### [To do]
Given the records below, pull every line with the word "CosmosDbConfig" into the answer.

(Dataset excerpts)

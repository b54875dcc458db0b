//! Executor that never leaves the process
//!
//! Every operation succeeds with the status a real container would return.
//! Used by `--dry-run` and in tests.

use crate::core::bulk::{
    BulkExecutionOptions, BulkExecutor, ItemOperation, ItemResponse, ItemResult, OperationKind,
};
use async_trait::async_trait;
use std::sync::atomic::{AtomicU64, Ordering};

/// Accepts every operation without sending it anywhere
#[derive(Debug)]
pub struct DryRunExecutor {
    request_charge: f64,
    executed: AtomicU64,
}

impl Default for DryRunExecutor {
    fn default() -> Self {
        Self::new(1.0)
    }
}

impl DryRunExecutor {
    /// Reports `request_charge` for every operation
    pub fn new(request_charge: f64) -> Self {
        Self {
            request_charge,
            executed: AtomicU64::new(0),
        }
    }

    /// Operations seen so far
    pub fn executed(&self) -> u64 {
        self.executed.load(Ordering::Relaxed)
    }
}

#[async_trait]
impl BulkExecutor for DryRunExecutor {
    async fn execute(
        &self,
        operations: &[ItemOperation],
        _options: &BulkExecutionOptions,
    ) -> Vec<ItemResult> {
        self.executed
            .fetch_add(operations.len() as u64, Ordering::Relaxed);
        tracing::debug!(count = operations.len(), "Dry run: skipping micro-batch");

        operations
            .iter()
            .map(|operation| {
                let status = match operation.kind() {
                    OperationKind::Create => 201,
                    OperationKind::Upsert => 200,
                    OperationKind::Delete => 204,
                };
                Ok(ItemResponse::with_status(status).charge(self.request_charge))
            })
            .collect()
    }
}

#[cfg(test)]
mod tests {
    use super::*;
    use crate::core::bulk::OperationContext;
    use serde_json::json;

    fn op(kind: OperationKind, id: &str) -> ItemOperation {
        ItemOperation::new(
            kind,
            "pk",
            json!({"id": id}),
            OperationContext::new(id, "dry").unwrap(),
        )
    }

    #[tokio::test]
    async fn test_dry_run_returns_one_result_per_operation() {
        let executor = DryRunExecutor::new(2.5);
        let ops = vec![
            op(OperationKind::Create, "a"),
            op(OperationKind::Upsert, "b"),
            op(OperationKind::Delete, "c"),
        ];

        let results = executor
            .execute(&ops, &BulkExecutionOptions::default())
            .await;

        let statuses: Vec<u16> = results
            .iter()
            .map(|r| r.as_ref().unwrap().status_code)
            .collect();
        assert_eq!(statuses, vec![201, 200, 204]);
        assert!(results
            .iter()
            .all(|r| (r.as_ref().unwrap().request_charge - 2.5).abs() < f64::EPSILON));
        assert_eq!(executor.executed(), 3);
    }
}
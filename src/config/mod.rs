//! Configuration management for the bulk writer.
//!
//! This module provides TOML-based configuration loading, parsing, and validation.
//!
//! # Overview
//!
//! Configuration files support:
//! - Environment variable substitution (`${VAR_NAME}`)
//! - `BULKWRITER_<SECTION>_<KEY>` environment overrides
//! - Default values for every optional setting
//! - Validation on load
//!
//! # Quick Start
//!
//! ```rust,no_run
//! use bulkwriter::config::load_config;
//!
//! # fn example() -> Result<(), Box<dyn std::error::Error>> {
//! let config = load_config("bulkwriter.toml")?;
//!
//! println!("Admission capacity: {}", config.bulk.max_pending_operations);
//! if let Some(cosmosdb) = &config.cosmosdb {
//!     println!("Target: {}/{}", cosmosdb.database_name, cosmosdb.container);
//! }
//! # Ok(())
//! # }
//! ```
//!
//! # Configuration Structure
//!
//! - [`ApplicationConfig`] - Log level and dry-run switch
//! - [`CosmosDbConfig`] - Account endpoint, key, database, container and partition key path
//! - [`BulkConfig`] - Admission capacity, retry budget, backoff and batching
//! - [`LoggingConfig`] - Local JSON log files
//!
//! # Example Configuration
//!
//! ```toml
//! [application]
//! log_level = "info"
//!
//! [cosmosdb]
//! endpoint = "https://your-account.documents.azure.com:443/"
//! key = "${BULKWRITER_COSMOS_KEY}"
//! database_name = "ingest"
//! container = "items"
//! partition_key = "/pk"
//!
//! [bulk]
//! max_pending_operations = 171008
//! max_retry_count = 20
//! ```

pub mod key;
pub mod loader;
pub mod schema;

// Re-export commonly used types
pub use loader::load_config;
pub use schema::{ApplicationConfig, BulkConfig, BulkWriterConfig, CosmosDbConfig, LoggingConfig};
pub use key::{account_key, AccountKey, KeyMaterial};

--

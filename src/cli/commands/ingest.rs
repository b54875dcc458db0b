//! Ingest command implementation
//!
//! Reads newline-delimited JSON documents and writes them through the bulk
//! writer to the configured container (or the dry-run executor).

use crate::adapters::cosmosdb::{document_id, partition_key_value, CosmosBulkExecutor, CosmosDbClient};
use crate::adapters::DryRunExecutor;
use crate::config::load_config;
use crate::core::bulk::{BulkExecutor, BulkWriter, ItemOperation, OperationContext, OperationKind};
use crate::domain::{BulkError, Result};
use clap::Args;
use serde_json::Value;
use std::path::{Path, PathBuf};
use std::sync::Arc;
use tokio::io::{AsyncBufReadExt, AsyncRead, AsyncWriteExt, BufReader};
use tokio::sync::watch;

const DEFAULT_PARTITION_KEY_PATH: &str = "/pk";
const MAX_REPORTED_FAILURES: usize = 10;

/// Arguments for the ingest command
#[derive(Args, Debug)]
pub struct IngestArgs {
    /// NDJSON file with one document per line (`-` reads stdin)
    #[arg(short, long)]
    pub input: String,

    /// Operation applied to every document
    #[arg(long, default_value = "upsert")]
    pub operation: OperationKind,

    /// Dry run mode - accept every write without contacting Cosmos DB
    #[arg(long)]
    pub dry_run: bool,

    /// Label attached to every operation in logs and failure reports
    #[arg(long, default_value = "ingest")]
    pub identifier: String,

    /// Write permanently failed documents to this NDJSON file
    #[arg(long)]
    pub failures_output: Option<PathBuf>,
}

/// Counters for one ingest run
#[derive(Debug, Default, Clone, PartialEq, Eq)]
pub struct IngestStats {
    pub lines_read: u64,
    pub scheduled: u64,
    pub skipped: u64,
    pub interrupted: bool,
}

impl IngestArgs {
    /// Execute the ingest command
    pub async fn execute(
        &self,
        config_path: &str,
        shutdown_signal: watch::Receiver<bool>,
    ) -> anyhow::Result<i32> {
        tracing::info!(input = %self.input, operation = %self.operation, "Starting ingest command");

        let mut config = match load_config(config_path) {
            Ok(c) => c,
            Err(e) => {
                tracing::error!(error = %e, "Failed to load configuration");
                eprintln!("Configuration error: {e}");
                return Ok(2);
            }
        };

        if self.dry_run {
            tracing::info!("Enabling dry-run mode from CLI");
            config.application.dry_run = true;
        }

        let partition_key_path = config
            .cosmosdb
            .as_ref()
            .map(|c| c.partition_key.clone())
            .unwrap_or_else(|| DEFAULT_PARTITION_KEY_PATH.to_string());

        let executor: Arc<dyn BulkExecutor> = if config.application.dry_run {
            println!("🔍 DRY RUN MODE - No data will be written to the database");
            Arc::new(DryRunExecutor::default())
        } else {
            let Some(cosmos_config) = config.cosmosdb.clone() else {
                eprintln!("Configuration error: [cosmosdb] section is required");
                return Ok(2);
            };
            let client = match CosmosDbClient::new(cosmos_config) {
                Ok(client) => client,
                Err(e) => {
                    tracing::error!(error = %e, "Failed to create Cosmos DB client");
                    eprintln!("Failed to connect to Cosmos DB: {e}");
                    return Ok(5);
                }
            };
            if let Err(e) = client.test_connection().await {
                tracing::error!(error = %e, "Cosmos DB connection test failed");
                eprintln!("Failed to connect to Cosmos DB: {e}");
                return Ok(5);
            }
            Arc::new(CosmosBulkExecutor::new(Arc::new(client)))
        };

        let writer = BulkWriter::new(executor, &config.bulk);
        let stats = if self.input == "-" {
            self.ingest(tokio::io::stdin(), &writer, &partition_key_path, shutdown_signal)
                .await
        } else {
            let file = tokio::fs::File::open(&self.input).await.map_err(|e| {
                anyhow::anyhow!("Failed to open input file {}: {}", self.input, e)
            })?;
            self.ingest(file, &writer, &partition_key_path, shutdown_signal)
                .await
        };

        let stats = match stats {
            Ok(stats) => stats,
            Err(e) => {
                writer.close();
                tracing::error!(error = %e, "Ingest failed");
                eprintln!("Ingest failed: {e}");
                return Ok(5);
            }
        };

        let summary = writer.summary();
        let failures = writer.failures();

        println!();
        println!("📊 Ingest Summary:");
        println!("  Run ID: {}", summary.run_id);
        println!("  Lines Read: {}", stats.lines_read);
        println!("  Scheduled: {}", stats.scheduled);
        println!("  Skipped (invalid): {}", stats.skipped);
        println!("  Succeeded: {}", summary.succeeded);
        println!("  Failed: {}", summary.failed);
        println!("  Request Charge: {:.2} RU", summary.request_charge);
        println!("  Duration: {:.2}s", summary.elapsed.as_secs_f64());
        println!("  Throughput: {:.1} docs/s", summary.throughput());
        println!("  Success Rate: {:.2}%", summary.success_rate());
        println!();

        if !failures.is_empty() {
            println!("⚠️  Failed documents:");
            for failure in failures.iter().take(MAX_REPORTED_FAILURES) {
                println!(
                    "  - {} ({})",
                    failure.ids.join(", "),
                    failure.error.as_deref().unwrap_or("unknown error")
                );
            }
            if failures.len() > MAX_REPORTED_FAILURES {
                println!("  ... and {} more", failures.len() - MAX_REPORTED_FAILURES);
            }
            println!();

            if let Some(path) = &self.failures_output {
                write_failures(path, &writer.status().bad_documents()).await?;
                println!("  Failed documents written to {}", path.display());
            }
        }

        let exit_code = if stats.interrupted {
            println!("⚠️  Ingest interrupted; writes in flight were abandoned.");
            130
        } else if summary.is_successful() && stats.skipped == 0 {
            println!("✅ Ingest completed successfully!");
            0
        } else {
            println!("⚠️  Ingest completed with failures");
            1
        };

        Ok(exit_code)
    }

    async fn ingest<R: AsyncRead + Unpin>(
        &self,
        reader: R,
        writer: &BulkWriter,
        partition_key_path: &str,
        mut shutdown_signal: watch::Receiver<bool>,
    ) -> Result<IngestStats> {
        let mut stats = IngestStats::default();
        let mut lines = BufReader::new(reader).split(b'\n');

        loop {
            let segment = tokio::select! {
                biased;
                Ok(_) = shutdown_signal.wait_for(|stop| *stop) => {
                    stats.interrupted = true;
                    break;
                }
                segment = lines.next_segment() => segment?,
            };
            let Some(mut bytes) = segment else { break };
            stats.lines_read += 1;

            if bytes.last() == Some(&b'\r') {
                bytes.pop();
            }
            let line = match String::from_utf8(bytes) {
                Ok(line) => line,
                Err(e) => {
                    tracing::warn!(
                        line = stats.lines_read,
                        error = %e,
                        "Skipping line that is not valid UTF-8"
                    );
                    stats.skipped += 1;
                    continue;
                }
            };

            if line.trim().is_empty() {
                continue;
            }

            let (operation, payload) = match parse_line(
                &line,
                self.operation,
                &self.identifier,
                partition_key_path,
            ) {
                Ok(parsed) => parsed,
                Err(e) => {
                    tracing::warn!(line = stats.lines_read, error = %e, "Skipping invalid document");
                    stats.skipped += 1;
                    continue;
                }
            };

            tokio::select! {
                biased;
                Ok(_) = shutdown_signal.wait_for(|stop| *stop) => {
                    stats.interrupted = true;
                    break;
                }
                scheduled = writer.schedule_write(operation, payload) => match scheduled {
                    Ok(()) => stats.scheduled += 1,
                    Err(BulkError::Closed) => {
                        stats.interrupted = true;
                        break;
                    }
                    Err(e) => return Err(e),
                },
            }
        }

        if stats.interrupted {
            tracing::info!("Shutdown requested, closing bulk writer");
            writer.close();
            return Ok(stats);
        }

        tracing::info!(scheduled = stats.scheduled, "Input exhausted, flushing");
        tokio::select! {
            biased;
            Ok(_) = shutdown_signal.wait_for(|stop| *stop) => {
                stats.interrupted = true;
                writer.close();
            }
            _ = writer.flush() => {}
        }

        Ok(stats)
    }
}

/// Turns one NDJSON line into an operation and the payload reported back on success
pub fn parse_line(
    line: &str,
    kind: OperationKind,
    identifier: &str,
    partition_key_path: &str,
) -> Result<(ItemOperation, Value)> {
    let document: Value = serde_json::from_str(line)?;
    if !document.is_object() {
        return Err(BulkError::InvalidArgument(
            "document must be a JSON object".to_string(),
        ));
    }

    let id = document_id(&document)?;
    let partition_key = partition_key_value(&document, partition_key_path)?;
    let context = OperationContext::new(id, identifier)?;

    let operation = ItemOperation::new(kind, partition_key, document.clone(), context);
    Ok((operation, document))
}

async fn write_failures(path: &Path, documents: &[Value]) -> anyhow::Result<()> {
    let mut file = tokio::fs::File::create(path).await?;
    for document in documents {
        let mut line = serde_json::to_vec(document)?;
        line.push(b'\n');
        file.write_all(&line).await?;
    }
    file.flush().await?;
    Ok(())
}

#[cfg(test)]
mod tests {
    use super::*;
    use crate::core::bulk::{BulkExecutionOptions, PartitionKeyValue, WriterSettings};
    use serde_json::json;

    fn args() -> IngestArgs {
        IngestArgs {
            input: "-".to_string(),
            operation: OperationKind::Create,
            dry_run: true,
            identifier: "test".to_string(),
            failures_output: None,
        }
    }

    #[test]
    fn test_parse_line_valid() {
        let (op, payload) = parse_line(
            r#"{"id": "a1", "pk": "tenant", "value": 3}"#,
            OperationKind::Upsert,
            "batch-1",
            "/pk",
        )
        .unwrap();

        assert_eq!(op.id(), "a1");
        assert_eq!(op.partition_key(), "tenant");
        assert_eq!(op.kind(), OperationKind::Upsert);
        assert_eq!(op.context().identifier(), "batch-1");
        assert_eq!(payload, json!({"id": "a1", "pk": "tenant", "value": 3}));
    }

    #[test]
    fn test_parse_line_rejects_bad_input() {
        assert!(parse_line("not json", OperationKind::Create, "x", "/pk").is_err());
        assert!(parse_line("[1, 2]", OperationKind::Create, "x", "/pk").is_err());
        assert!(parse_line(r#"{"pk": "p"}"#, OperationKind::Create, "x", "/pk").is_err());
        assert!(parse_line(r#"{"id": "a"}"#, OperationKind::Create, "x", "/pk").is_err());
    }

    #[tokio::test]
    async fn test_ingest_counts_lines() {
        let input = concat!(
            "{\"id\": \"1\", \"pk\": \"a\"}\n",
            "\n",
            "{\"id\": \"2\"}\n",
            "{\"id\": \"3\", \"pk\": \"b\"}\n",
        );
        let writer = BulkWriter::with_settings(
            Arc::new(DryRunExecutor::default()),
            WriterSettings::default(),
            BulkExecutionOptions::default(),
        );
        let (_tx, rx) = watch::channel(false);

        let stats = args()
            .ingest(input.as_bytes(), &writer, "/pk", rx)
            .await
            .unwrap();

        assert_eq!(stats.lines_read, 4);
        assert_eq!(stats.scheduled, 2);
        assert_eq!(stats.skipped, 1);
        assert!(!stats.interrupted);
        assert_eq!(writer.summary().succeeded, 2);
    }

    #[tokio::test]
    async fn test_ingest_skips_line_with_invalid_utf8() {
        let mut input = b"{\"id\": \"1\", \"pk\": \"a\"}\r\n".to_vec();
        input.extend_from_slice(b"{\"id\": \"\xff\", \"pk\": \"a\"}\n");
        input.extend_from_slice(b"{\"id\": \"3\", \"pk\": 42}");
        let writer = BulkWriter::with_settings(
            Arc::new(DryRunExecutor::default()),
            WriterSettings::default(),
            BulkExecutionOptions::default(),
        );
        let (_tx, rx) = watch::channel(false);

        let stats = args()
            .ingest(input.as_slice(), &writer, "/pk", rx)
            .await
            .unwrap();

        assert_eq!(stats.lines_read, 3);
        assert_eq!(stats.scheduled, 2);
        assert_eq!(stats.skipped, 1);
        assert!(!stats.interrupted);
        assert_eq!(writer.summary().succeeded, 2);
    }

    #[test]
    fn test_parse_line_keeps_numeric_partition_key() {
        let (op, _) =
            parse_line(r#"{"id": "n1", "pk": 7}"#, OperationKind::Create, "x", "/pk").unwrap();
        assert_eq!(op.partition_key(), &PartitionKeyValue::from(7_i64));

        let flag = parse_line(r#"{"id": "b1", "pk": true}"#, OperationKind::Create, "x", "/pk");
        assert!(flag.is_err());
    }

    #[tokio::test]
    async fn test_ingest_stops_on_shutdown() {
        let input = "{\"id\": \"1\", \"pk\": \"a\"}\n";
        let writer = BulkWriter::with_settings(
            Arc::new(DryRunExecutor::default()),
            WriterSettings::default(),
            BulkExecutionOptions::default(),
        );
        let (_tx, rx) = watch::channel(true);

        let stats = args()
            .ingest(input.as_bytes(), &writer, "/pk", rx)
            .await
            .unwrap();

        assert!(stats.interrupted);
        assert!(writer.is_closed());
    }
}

==

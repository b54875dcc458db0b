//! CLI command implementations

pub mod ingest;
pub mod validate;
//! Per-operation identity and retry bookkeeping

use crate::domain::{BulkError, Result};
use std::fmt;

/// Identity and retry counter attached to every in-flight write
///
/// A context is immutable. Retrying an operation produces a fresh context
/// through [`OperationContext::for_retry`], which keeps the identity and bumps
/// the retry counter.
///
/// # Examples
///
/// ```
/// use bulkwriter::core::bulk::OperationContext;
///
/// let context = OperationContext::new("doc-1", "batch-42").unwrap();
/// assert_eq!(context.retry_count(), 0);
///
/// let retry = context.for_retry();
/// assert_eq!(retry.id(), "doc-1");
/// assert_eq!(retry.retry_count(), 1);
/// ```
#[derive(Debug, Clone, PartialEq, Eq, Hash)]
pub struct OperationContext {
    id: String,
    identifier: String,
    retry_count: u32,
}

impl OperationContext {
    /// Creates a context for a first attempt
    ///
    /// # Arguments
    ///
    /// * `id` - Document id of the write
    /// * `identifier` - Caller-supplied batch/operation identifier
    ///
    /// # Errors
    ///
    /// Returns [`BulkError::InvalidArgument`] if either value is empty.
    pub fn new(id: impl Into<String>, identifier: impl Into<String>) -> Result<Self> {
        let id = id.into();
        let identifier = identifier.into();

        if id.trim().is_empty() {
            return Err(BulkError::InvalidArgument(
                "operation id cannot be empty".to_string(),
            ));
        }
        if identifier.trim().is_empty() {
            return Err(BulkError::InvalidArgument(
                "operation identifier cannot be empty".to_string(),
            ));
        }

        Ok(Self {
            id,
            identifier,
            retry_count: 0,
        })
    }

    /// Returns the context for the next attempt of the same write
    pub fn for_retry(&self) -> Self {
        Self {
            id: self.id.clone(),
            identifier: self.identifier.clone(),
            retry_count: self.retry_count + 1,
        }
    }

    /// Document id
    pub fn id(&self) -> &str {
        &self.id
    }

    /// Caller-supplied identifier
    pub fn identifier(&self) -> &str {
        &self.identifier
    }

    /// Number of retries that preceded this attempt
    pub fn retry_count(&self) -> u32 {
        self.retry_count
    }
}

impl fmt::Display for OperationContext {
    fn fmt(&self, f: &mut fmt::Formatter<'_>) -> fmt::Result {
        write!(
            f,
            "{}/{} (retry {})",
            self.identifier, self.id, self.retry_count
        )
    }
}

### [Answer]
//! - [`CosmosDbConfig`] - Account endpoint, key, database, container and partition key path
pub use schema::{ApplicationConfig, BulkConfig, BulkWriterConfig, CosmosDbConfig, LoggingConfig};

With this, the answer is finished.